Data under study:
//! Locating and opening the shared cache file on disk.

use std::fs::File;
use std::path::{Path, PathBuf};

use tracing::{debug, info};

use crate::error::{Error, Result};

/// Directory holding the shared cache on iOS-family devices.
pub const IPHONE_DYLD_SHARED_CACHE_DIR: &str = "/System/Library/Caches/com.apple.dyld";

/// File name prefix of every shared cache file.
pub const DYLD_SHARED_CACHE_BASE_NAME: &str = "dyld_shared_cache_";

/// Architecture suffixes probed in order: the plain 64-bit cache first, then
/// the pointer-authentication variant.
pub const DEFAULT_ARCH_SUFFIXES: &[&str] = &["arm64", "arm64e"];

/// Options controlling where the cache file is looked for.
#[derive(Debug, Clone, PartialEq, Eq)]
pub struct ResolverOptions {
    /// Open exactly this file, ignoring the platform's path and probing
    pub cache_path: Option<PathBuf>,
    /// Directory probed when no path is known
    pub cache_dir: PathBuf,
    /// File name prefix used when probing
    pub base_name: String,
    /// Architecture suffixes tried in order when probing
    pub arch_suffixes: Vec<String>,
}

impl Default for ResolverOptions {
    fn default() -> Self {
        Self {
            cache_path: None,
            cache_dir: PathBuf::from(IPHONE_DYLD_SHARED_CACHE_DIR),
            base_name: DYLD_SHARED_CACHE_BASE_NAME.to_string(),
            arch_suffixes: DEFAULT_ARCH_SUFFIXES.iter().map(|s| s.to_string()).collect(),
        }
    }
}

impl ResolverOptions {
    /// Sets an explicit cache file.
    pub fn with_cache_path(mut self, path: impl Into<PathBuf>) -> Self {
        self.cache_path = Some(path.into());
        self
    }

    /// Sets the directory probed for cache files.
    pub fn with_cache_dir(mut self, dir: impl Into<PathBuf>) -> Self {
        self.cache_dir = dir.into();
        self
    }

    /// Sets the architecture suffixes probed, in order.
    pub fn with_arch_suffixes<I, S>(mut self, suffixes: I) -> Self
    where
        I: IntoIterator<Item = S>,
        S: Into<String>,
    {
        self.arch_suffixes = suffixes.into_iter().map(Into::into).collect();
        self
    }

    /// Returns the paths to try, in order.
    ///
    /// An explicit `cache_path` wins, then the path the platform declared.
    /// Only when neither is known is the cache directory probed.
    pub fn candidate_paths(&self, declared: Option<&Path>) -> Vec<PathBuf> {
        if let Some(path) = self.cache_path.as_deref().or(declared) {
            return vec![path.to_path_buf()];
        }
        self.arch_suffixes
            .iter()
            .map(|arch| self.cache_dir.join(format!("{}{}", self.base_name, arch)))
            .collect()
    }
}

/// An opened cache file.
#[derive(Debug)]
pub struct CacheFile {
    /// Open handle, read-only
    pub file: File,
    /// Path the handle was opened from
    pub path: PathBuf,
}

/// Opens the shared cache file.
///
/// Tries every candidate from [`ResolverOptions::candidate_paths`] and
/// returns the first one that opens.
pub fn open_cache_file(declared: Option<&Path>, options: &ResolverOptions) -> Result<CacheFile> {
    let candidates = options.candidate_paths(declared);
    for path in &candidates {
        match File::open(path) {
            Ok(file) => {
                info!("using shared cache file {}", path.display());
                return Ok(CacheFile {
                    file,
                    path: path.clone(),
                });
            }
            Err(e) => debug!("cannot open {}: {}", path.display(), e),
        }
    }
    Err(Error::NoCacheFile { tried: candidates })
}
--
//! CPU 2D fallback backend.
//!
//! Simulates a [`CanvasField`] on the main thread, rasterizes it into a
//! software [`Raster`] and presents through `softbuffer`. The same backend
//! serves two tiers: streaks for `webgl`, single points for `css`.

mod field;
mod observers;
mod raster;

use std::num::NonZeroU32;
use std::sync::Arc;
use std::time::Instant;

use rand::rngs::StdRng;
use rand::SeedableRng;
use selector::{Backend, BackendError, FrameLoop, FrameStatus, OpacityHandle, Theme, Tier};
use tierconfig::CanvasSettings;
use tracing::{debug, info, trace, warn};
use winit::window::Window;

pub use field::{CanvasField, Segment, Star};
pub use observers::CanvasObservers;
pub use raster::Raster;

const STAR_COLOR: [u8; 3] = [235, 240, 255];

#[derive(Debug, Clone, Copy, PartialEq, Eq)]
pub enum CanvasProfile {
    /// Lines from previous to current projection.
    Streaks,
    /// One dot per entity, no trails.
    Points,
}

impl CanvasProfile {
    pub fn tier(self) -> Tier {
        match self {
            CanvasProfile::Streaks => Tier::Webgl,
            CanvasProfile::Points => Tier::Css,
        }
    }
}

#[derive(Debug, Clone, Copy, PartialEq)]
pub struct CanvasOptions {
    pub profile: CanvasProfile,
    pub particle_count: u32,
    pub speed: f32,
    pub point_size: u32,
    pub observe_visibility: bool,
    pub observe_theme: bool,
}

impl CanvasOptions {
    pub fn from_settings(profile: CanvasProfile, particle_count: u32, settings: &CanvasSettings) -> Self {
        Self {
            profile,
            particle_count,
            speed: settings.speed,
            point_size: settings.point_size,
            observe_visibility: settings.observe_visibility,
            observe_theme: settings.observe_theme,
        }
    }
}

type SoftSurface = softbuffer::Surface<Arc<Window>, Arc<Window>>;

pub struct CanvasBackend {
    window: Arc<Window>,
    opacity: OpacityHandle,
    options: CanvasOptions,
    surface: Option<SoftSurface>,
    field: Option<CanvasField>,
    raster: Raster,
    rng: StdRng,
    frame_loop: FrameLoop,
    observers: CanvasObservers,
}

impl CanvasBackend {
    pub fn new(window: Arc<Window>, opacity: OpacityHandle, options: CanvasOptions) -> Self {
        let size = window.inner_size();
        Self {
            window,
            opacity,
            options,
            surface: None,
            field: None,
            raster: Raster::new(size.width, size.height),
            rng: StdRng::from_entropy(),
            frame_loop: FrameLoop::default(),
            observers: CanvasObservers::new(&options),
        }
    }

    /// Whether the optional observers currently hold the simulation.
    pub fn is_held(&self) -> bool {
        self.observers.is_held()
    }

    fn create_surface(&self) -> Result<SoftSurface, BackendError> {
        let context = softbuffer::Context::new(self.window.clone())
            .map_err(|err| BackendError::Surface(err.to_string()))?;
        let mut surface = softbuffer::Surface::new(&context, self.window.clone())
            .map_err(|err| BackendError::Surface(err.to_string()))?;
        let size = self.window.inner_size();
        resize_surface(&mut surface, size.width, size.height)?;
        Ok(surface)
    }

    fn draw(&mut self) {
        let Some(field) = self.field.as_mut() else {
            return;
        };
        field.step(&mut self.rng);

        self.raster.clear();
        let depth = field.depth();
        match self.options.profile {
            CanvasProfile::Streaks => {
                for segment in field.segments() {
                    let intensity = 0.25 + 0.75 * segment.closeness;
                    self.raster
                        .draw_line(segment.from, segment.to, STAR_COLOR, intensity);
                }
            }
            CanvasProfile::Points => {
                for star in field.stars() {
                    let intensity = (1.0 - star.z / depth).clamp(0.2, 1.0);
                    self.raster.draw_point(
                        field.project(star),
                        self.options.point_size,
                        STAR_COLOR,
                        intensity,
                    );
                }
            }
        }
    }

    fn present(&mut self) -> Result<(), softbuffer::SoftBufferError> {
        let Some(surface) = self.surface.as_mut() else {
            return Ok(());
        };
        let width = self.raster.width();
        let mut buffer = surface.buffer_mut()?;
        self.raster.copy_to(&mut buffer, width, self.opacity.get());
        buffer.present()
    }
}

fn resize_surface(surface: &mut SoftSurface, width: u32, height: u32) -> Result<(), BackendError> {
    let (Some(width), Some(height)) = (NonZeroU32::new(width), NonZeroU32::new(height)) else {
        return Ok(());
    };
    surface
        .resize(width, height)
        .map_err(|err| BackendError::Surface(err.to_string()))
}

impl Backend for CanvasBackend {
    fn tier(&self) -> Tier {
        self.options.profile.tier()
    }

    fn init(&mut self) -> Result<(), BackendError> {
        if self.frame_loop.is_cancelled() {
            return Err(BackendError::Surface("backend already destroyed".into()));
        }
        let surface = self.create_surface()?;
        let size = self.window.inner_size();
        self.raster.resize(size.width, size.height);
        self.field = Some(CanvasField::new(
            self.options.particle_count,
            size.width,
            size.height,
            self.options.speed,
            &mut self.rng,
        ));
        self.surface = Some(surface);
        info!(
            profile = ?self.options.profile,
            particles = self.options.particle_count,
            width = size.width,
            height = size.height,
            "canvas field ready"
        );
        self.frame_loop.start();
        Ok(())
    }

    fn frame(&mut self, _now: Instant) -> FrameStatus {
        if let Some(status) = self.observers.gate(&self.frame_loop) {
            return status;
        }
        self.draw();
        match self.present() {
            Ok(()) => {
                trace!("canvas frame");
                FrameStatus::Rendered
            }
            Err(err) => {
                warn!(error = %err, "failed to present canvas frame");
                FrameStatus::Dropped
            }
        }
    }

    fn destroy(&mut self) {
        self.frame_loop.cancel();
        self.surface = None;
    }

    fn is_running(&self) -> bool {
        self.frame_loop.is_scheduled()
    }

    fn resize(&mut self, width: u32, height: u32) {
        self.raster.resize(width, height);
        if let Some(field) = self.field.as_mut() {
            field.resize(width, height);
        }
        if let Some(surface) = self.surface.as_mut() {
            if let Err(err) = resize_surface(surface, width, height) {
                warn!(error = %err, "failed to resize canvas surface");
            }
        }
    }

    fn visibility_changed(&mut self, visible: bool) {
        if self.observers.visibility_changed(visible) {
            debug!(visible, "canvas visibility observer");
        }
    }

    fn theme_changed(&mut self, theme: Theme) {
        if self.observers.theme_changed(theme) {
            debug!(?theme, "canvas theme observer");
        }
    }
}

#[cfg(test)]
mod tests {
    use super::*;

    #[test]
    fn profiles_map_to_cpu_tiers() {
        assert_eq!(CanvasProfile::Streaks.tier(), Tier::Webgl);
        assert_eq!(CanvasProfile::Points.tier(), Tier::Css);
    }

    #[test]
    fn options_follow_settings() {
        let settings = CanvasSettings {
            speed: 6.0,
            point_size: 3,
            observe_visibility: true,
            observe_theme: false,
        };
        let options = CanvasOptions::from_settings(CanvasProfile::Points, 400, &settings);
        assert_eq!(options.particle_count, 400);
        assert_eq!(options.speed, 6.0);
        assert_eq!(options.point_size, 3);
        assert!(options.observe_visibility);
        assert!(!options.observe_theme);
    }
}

Work to complete: If a line in the records contains the string "Instant", copy it out.

Completed task:
use std::time::Instant;
    fn frame(&mut self, _now: Instant) -> FrameStatus {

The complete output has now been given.